(Work order): Exactly as they appear, set down all of the records.

(Data for review):
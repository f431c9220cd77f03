//! Session data model: conversation state kept by the orchestrator.

use std::collections::HashSet;
use std::path::PathBuf;

use chrono::{DateTime, Utc};
use serde::{Deserialize, Serialize};

use crate::engine::resume_token_of;
use crate::protocol::{JobId, JobOptions, SessionId, TerminalStatus};

/// Where a session is in its current turn.
#[derive(Debug, Clone, Copy, PartialEq, Eq, Serialize, Deserialize)]
#[serde(tag = "state", rename_all = "snake_case")]
pub enum SessionStatus {
    Running,
    Completed { status: TerminalStatus },
}

impl SessionStatus {
    pub fn is_running(&self) -> bool {
        matches!(self, Self::Running)
    }

    /// Terminal status of the last turn, once it ended.
    pub fn terminal(&self) -> Option<TerminalStatus> {
        match self {
            Self::Running => None,
            Self::Completed { status } => Some(*status),
        }
    }
}

/// One entry in a session's message log.
#[derive(Debug, Clone, PartialEq, Serialize, Deserialize)]
#[serde(tag = "type", rename_all = "snake_case")]
pub enum LogEntry {
    /// Written when the session is created.
    Init {
        #[serde(default, skip_serializing_if = "Option::is_none")]
        skill_name: Option<String>,
        prompt: String,
        timestamp: DateTime<Utc>,
    },
    /// A follow-up message sent through `continue`.
    User {
        content: String,
        timestamp: DateTime<Utc>,
    },
    /// An item streamed by the engine.
    Engine {
        item: serde_json::Value,
        timestamp: DateTime<Utc>,
    },
}

/// A tool call waiting for approval. Carried in the model only; the engine
/// currently runs fully trusted and never asks.
#[derive(Debug, Clone, PartialEq, Serialize, Deserialize)]
pub struct PendingPermission {
    pub request_id: String,
    pub tool_name: String,
    pub input: serde_json::Value,
}

/// Caller-supplied settings for every turn of a session.
#[derive(Debug, Clone, Default, PartialEq, Eq, Serialize, Deserialize)]
pub struct RunOptions {
    pub working_directory: PathBuf,
    #[serde(default, skip_serializing_if = "Option::is_none")]
    pub model: Option<String>,
    #[serde(default, skip_serializing_if = "Option::is_none")]
    pub permission_mode: Option<String>,
}

impl RunOptions {
    pub fn new(working_directory: impl Into<PathBuf>) -> Self {
        Self {
            working_directory: working_directory.into(),
            ..Default::default()
        }
    }

    pub fn with_model(mut self, model: impl Into<String>) -> Self {
        self.model = Some(model.into());
        self
    }

    pub fn with_permission_mode(mut self, mode: impl Into<String>) -> Self {
        self.permission_mode = Some(mode.into());
        self
    }

    /// Job options for one turn.
    pub fn to_job_options(&self, resume_token: Option<String>) -> JobOptions {
        JobOptions {
            working_directory: self.working_directory.clone(),
            model: self.model.clone(),
            resume_token,
            permission_mode: self.permission_mode.clone(),
        }
    }
}

/// A logical, possibly multi-turn conversation.
#[derive(Debug, Clone, Serialize)]
pub struct Session {
    pub session_id: SessionId,
    #[serde(skip_serializing_if = "Option::is_none")]
    pub skill_name: Option<String>,
    pub status: SessionStatus,
    pub message_log: Vec<LogEntry>,
    #[serde(skip_serializing_if = "Option::is_none")]
    pub pending_permission: Option<PendingPermission>,
    pub approved_permission_types: HashSet<String>,
    /// Engine conversation id, needed to continue.
    #[serde(skip_serializing_if = "Option::is_none")]
    pub resume_token: Option<String>,
    #[serde(skip_serializing_if = "Option::is_none")]
    pub current_job_id: Option<JobId>,
    pub options: RunOptions,
    /// Failure description of the last turn, if it failed.
    #[serde(skip_serializing_if = "Option::is_none")]
    pub error: Option<String>,
    /// Number of jobs dispatched for this session.
    pub turns: u32,
    pub created_at: DateTime<Utc>,
    pub updated_at: DateTime<Utc>,
}

impl Session {
    /// A new session about to run its first turn.
    pub fn new(
        session_id: impl Into<SessionId>,
        skill_name: Option<String>,
        prompt: &str,
        options: RunOptions,
    ) -> Self {
        let now = Utc::now();
        Self {
            session_id: session_id.into(),
            message_log: vec![LogEntry::Init {
                skill_name: skill_name.clone(),
                prompt: prompt.to_string(),
                timestamp: now,
            }],
            skill_name,
            status: SessionStatus::Running,
            pending_permission: None,
            approved_permission_types: HashSet::new(),
            resume_token: None,
            current_job_id: None,
            options,
            error: None,
            turns: 0,
            created_at: now,
            updated_at: now,
        }
    }

    pub fn is_running(&self) -> bool {
        self.status.is_running()
    }

    /// Record that a job was dispatched for the next turn.
    pub fn begin_turn(&mut self, job_id: JobId) {
        self.status = SessionStatus::Running;
        self.current_job_id = Some(job_id);
        self.error = None;
        self.turns += 1;
        self.updated_at = Utc::now();
    }

    pub fn record_user(&mut self, content: &str) {
        let timestamp = Utc::now();
        self.message_log.push(LogEntry::User {
            content: content.to_string(),
            timestamp,
        });
        self.updated_at = timestamp;
    }

    /// Append a streamed item. Returns the resume token if this item is the
    /// one that supplied it.
    pub fn record_item(&mut self, item: serde_json::Value) -> Option<String> {
        let captured = match self.resume_token {
            None => resume_token_of(&item).map(str::to_string),
            Some(_) => None,
        };
        if let Some(ref token) = captured {
            self.resume_token = Some(token.clone());
        }

        let timestamp = Utc::now();
        self.message_log.push(LogEntry::Engine { item, timestamp });
        self.updated_at = timestamp;
        captured
    }

    /// End the current turn.
    pub fn finish(&mut self, status: TerminalStatus, error: Option<String>) {
        self.status = SessionStatus::Completed { status };
        self.current_job_id = None;
        self.error = error;
        self.updated_at = Utc::now();
    }
}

(Result of this exercise):
repository f431c9220cd77f03
//! Session data model: conversation state kept by the orchestrator.

use std::collections::HashSet;
use std::path::PathBuf;

use chrono::{DateTime, Utc};
use serde::{Deserialize, Serialize};

use crate::engine::resume_token_of;
use crate::protocol::{JobId, JobOptions, SessionId, TerminalStatus};

/// Where a session is in its current turn.
#[derive(Debug, Clone, Copy, PartialEq, Eq, Serialize, Deserialize)]
#[serde(tag = "state", rename_all = "snake_case")]
pub enum SessionStatus {
    Running,
    Completed { status: TerminalStatus },
}

impl SessionStatus {
    pub fn is_running(&self) -> bool {
        matches!(self, Self::Running)
    }

    /// Terminal status of the last turn, once it ended.
    pub fn terminal(&self) -> Option<TerminalStatus> {
        match self {
            Self::Running => None,
            Self::Completed { status } => Some(*status),
        }
    }
}

/// One entry in a session's message log.
#[derive(Debug, Clone, PartialEq, Serialize, Deserialize)]
#[serde(tag = "type", rename_all = "snake_case")]
pub enum LogEntry {
    /// Written when the session is created.
    Init {
        #[serde(default, skip_serializing_if = "Option::is_none")]
        skill_name: Option<String>,
        prompt: String,
        timestamp: DateTime<Utc>,
    },
    /// A follow-up message sent through `continue`.
    User {
        content: String,
        timestamp: DateTime<Utc>,
    },
    /// An item streamed by the engine.
    Engine {
        item: serde_json::Value,
        timestamp: DateTime<Utc>,
    },
}

/// A tool call waiting for approval. Carried in the model only; the engine
/// currently runs fully trusted and never asks.
#[derive(Debug, Clone, PartialEq, Serialize, Deserialize)]
pub struct PendingPermission {
    pub request_id: String,
    pub tool_name: String,
    pub input: serde_json::Value,
}

/// Caller-supplied settings for every turn of a session.
#[derive(Debug, Clone, Default, PartialEq, Eq, Serialize, Deserialize)]
pub struct RunOptions {
    pub working_directory: PathBuf,
    #[serde(default, skip_serializing_if = "Option::is_none")]
    pub model: Option<String>,
    #[serde(default, skip_serializing_if = "Option::is_none")]
    pub permission_mode: Option<String>,
}

impl RunOptions {
    pub fn new(working_directory: impl Into<PathBuf>) -> Self {
        Self {
            working_directory: working_directory.into(),
            ..Default::default()
        }
    }

    pub fn with_model(mut self, model: impl Into<String>) -> Self {
        self.model = Some(model.into());
        self
    }

    pub fn with_permission_mode(mut self, mode: impl Into<String>) -> Self {
        self.permission_mode = Some(mode.into());
        self
    }

    /// Job options for one turn.
    pub fn to_job_options(&self, resume_token: Option<String>) -> JobOptions {
        JobOptions {
            working_directory: self.working_directory.clone(),
            model: self.model.clone(),
            resume_token,
            permission_mode: self.permission_mode.clone(),
        }
    }
}

/// A logical, possibly multi-turn conversation.
#[derive(Debug, Clone, Serialize)]
pub struct Session {
    pub session_id: SessionId,
    #[serde(skip_serializing_if = "Option::is_none")]
    pub skill_name: Option<String>,
    pub status: SessionStatus,
    pub message_log: Vec<LogEntry>,
    #[serde(skip_serializing_if = "Option::is_none")]
    pub pending_permission: Option<PendingPermission>,
    pub approved_permission_types: HashSet<String>,
    /// Engine conversation id, needed to continue.
    #[serde(skip_serializing_if = "Option::is_none")]
    pub resume_token: Option<String>,
    #[serde(skip_serializing_if = "Option::is_none")]
    pub current_job_id: Option<JobId>,
    pub options: RunOptions,
    /// Failure description of the last turn, if it failed.
    #[serde(skip_serializing_if = "Option::is_none")]
    pub error: Option<String>,
    /// Number of jobs dispatched for this session.
    pub turns: u32,
    pub created_at: DateTime<Utc>,
    pub updated_at: DateTime<Utc>,
}

impl Session {
    /// A new session about to run its first turn.
    pub fn new(
        session_id: impl Into<SessionId>,
        skill_name: Option<String>,
        prompt: &str,
        options: RunOptions,
    ) -> Self {
        let now = Utc::now();
        Self {
            session_id: session_id.into(),
            message_log: vec![LogEntry::Init {
                skill_name: skill_name.clone(),
                prompt: prompt.to_string(),
                timestamp: now,
            }],
            skill_name,
            status: SessionStatus::Running,
            pending_permission: None,
            approved_permission_types: HashSet::new(),
            resume_token: None,
            current_job_id: None,
            options,
            error: None,
            turns: 0,
            created_at: now,
            updated_at: now,
        }
    }

    pub fn is_running(&self) -> bool {
        self.status.is_running()
    }

    /// Record that a job was dispatched for the next turn.
    pub fn begin_turn(&mut self, job_id: JobId) {
        self.status = SessionStatus::Running;
        self.current_job_id = Some(job_id);
        self.error = None;
        self.turns += 1;
        self.updated_at = Utc::now();
    }

    pub fn record_user(&mut self, content: &str) {
        let timestamp = Utc::now();
        self.message_log.push(LogEntry::User {
            content: content.to_string(),
            timestamp,
        });
        self.updated_at = timestamp;
    }

    /// Append a streamed item. Returns the resume token if this item is the
    /// one that supplied it.
    pub fn record_item(&mut self, item: serde_json::Value) -> Option<String> {
        let captured = match self.resume_token {
            None => resume_token_of(&item).map(str::to_string),
            Some(_) => None,
        };
        if let Some(ref token) = captured {
            self.resume_token = Some(token.clone());
        }

        let timestamp = Utc::now();
        self.message_log.push(LogEntry::Engine { item, timestamp });
        self.updated_at = timestamp;
        captured
    }

    /// End the current turn.
    pub fn finish(&mut self, status: TerminalStatus, error: Option<String>) {
        self.status = SessionStatus::Completed { status };
        self.current_job_id = None;
        self.error = error;
        self.updated_at = Utc::now();
    }
}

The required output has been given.